What is the sign of a good book? Is it the style and fluidity of the prose? Is it the author’s ability to engage the reader?
First, what makes a book worth reading, and second, worth recommending? Why do some books garner huge popularity and numerous accolades while others sit on shelves untouched, collecting dust over the years?
Obviously, the answers to these questions differ on a person-to-person basis. Some people simply love the classics: The Catcher in the Rye, The Great Gatsby, Frankenstein, The Scarlet Letter, Hamlet, The Grapes of Wrath — these are the books we are made to read in school because they are highly celebrated and will continue to be lauded for years to come.
Some people prefer to stick to Agatha Christie-esque murder mysteries and thrillers. Then there are those who simply like to curl up with the love stories of Nicholas Sparks or the heartfelt dramas of Jodi Picoult.
I don’t fall into any one of those categories; I can like any book as long as I feel engaged by the storyline and connected with the main characters.
No matter what you like, reading is a terrific thing to do in your free time. It stimulates your mind, opens up your imagination, and is a great way to pass the time. Here is a look into three of my favorite books that I have read in the past decade, listed in no particular order.
Though many more books could easily make it to my list of favorites, these are the three I am most likely to suggest to anyone willing to listen.
1. Misery by Stephen King
First, I should mention that I absolutely hate anything scary: scary movies, scary books, haunted houses. I hate them all. However, Misery completely took me by surprise and drew me in by creating a story that was more about the intimate wirings of the characters than the typical run-of-the-mill mechanisms that make up horror fiction.
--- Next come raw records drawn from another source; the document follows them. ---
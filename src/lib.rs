//! Extractive question answering over candidate documents.
//!
//! Layers, from the outside in:
//!
//! - [`cli`]: command line parsing (Layer 1)
//! - [`application`]: the reader pipeline and its config (Layer 2)
//! - [`domain`]: documents, answers, traits, errors (Layer 3)
//! - [`data`]: loading, flattening and windowing (Layer 4)
//! - [`postprocess`]: span decoding and answer ranking (Layer 4)
//! - [`ml`]: the burn span encoder (Layer 5)
//! - [`infra`]: checkpoints, tokenizers, devices, secrets (Layer 6)

#![recursion_limit = "256"]

pub mod application;
pub mod cli;
pub mod data;
pub mod domain;
pub mod infra;
pub mod ml;
pub mod postprocess;

#[cfg(test)]
mod testing;
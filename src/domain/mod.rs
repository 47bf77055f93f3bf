// ============================================================
// Layer 3 — Domain Layer
// ============================================================
// Pure Rust structs, enums and traits that define what the
// reader works with:
//
//   document.rs — a candidate document (owned by the caller)
//   answer.rs   — an extracted answer span or a "no answer"
//   traits.rs   — the seams to external collaborators
//                 (span model, tokenizer, document source)
//   error.rs    — the library error type
//
// Rules for this layer:
//   - NO Burn framework types allowed here
//   - NO file I/O or network calls
//   - NO tokenizer-specific code
//
// Reference: Rust Book §5 (Structs), §10 (Traits)

/// A candidate document with text content and metadata
pub mod document;

/// An extracted answer with its character span and score
pub mod answer;

/// Core abstractions (traits) that other layers implement
pub mod traits;

/// Library error type
pub mod error;
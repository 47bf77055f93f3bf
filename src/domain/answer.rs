// ============================================================
// Layer 3 — ExtractedAnswer Domain Type
// ============================================================
// The output of the reader. In extractive Q&A the answer is
// never generated: it is a SPAN of characters that already
// exists in one of the candidate documents.
//
// Example:
//   Question: "Who is the chancellor of Germany?"
//   Document: "Olaf Scholz is the chancellor of Germany"
//   Answer:   characters 0..11 → "Olaf Scholz"
//
// One extra entry per query may say "the answer is not in
// these documents". That entry has no data, no document and
// no offset; only a score.
//
// Reference: Rust Book §5 (Structs)

use serde::{Deserialize, Serialize};
use serde_json::{Map, Value};

use crate::domain::document::Document;

/// Metadata key added to answers whose document has a page number
pub const ANSWER_PAGE_NUMBER_KEY: &str = "answer_page_number";

/// A half-open [start, end) character range
#[derive(Debug, Clone, Copy, PartialEq, Eq, Hash, Serialize, Deserialize)]
pub struct Span {
    pub start: usize,
    pub end:   usize,
}

impl Span {
    pub fn new(start: usize, end: usize) -> Self {
        Self { start, end }
    }

    /// Number of characters covered; 0 for inverted spans
    pub fn len(&self) -> usize {
        self.end.saturating_sub(self.start)
    }

    pub fn is_empty(&self) -> bool {
        self.len() == 0
    }
}

/// An answer span (or the "no answer" option) for one query.
#[derive(Debug, Clone, PartialEq, Serialize, Deserialize)]
pub struct ExtractedAnswer {
    /// The query this answer belongs to
    pub query: String,

    /// The matched text, None for the no-answer entry
    pub data: Option<String>,

    /// The document the span was found in
    pub document: Option<Document>,

    /// Character span inside `document.content`
    pub document_offset: Option<Span>,

    /// Probability in [0, 1]
    pub score: f64,

    #[serde(default)]
    pub meta: Map<String, Value>,
}

impl ExtractedAnswer {
    /// Build an answer that points into `document`
    pub fn from_span(
        query:    impl Into<String>,
        document: &Document,
        span:     Span,
        score:    f64,
    ) -> Self {
        Self {
            query:           query.into(),
            data:            document.substring(span),
            document:        Some(document.clone()),
            document_offset: Some(span),
            score,
            meta:            Map::new(),
        }
    }

    /// Build the "no answer" entry for a query
    pub fn no_answer(query: impl Into<String>, score: f64) -> Self {
        Self {
            query:           query.into(),
            data:            None,
            document:        None,
            document_offset: None,
            score,
            meta:            Map::new(),
        }
    }

    pub fn is_no_answer(&self) -> bool {
        self.data.is_none() && self.document.is_none() && self.document_offset.is_none()
    }

    /// The page the answer starts on, when it was annotated
    pub fn page_number(&self) -> Option<i64> {
        self.meta.get(ANSWER_PAGE_NUMBER_KEY).and_then(Value::as_i64)
    }
}
// ============================================================
// Layer 6 — Secrets
// ============================================================
// The hub token used to download tokenizers. A secret is
// either read from environment variables at the moment it is
// needed, or given directly as a value.
//
// Only the environment-variable form can be written into a
// saved configuration: serializing a plain token fails, so a
// token never ends up in a config file by accident.

use std::fmt;

use serde::{Deserialize, Serialize};

use crate::domain::error::ReaderError;

/// Environment variables checked for the hub token, in order
pub const DEFAULT_TOKEN_ENV_VARS: [&str; 2] = ["HF_API_TOKEN", "HF_TOKEN"];

#[derive(Clone, PartialEq, Eq, Serialize, Deserialize)]
#[serde(tag = "type", rename_all = "snake_case")]
pub enum Secret {
    /// First set variable wins. `strict` makes "none set" an error.
    EnvVar {
        env_vars: Vec<String>,
        #[serde(default = "strict_by_default")]
        strict:   bool,
    },

    #[serde(skip)]
    Token { value: String },
}

fn strict_by_default() -> bool {
    true
}

impl Secret {
    pub fn from_env_vars(env_vars: &[&str], strict: bool) -> Self {
        Secret::EnvVar {
            env_vars: env_vars.iter().map(|v| v.to_string()).collect(),
            strict,
        }
    }

    pub fn from_token(value: impl Into<String>) -> Self {
        Secret::Token { value: value.into() }
    }

    /// The hub token secret used when none is configured
    pub fn default_hub_token() -> Self {
        Self::from_env_vars(&DEFAULT_TOKEN_ENV_VARS, false)
    }

    /// Resolve the secret to its value.
    /// Ok(None) when no variable is set and the secret is not strict.
    pub fn resolve_value(&self) -> Result<Option<String>, ReaderError> {
        match self {
            Secret::Token { value } => Ok(Some(value.clone())),
            Secret::EnvVar { env_vars, strict } => {
                let found = env_vars
                    .iter()
                    .find_map(|name| std::env::var(name).ok().filter(|v| !v.is_empty()));
                match found {
                    Some(value)        => Ok(Some(value)),
                    None if *strict    => Err(ReaderError::InvalidConfig(format!(
                        "None of the following environment variables are set: {}",
                        env_vars.join(", ")
                    ))),
                    None               => Ok(None),
                }
            }
        }
    }
}

// Never print token values
impl fmt::Debug for Secret {
    fn fmt(&self, f: &mut fmt::Formatter<'_>) -> fmt::Result {
        match self {
            Secret::EnvVar { env_vars, strict } => f
                .debug_struct("EnvVar")
                .field("env_vars", env_vars)
                .field("strict", strict)
                .finish(),
            Secret::Token { .. } => f.write_str("Token(<redacted>)"),
        }
    }
}

#[cfg(test)]
mod tests {
    use super::*;
    use serde_json::json;

    #[test]
    fn test_env_var_secret_round_trips() {
        let secret = Secret::default_hub_token();
        let value  = serde_json::to_value(&secret).unwrap();
        assert_eq!(
            value,
            json!({"type": "env_var", "env_vars": ["HF_API_TOKEN", "HF_TOKEN"], "strict": false})
        );
        let back: Secret = serde_json::from_value(value).unwrap();
        assert_eq!(back, secret);
    }

    #[test]
    fn test_token_secret_cannot_be_serialized() {
        assert!(serde_json::to_value(Secret::from_token("hf_abc")).is_err());
    }

    #[test]
    fn test_token_is_redacted_in_debug_output() {
        let debug = format!("{:?}", Secret::from_token("hf_abc"));
        assert!(!debug.contains("hf_abc"));
    }

    #[test]
    fn test_resolve_value() {
        assert_eq!(Secret::from_token("hf_abc").resolve_value().unwrap().as_deref(), Some("hf_abc"));

        let unset = "EXTRACTIVE_READER_TEST_UNSET_TOKEN";
        assert_eq!(Secret::from_env_vars(&[unset], false).resolve_value().unwrap(), None);
        assert!(Secret::from_env_vars(&[unset], true).resolve_value().is_err());

        // PATH is set in any test environment
        let path = Secret::from_env_vars(&[unset, "PATH"], true).resolve_value().unwrap();
        assert!(path.is_some());
    }

    #[test]
    fn test_strict_defaults_to_true_when_missing() {
        let secret: Secret = serde_json::from_value(json!({"type": "env_var", "env_vars": ["X"]})).unwrap();
        assert_eq!(secret, Secret::from_env_vars(&["X"], true));
    }
}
Misery is a novel about what happens to famous author Paul Sheldon after he survives a car accident and is rescued by his “#1 fan.” Stephen King is a master at scaring the living daylights out of his readers, and he is capable of doing this in a multitude of ways. Misery is no exception, and he does so by creating the character of Annie Wilkes. Annie is what I would describe as a human being gone wrong. On the surface, she appears to be completely normal. Underneath her common exterior, she is many things: demented, sadistic, twisted, obsessive, and completely psychopathic. Unfortunately for Paul, her obsession falls squarely on his shoulders, and due to his extreme injuries, Paul is completely at Annie’s mercy.
This is one of those books that you can’t put down and the “finish the chapter then stop” method proves utterly useless. Because of this, Misery is a fairly quick read, and one that you will be so glad you picked up.
2. The Giver by Lois Lowry
Today, the post-apocalyptic young adult novel (and just as often, series) is all too common. Lois Lowry’s The Giver is one of the first in this genre, and in many cases is the book that today’s authors gain inspiration from.
Jonas, the book’s protagonist, lives in an idealistic society where everyone lives in a condition of “sameness.” Sameness is a state of being that has successfully eliminated pain and suffering, but has also taken with it joy and excitement. Each community member has his or her own designated role in society, which is bestowed upon children once they turn 12 years old during an annual ceremony.
When it’s his turn, Jonas is given the role of “Receiver of Memory.” In his training for this position, Jonas is required to receive memories of Earth’s past from the current “Receiver of Memory.” He learns about colors, laughter, and the thrill of sledding. But he also learns about murder, war, and destruction. Once he discovers the quality of life outside his community, Jonas has to decide whether he can continue living the suppressed life he knows.
After reading The Giver, you may have to pause and consider which life you would prefer: would you rather be blissfully unaware of the way things are beyond your borders, including both life’s excitements and life’s dangers? Or would you choose to throw yourself into the world we know today, taking both the highs and the lows? At only 179 pages, The Giver is a very quick read that packs a huge punch and is likely to stick with you long after you put it down.
3. Gone Girl by Gillian Flynn
If ever a book will completely piss you off but make you continue reading despite your rage and disgust, this is it. It is a truly exhausting read that will take you on many ups and downs, all while depicting the human capacity for cruelty and deceit with incredible depth.
First and foremost, Gone Girl is about the disappearance of Nick Dunne’s wife, Amy, from their home in North Carthage, Missouri. As husbands usually are, Nick is the primary suspect, although he proclaims his innocence. Details emerge about their marriage through both the present tense (Nick’s current point of view) and the past tense (entries found in Amy’s diary). As it turns out, Nick does a really good job of incriminating himself both by his actions and his apparent lack of emotion during the investigation. Gillian Flynn does a great job of maintaining a high level of suspense throughout the novel.
There are so many twists, turns, and surprises that it’s difficult to say too much without giving anything away, so I will just say this: don’t count on anyone too much. Be careful what you choose to believe. Try not to hate Gillian Flynn when it’s all over. Now go read this book!
Thus concludes my list of my most recommended books — are there novels that you can read over and over, or books you could simply not put down? What three books would you recommend if you made a list? It sure is a tough task, but one that is a joy to tackle head on.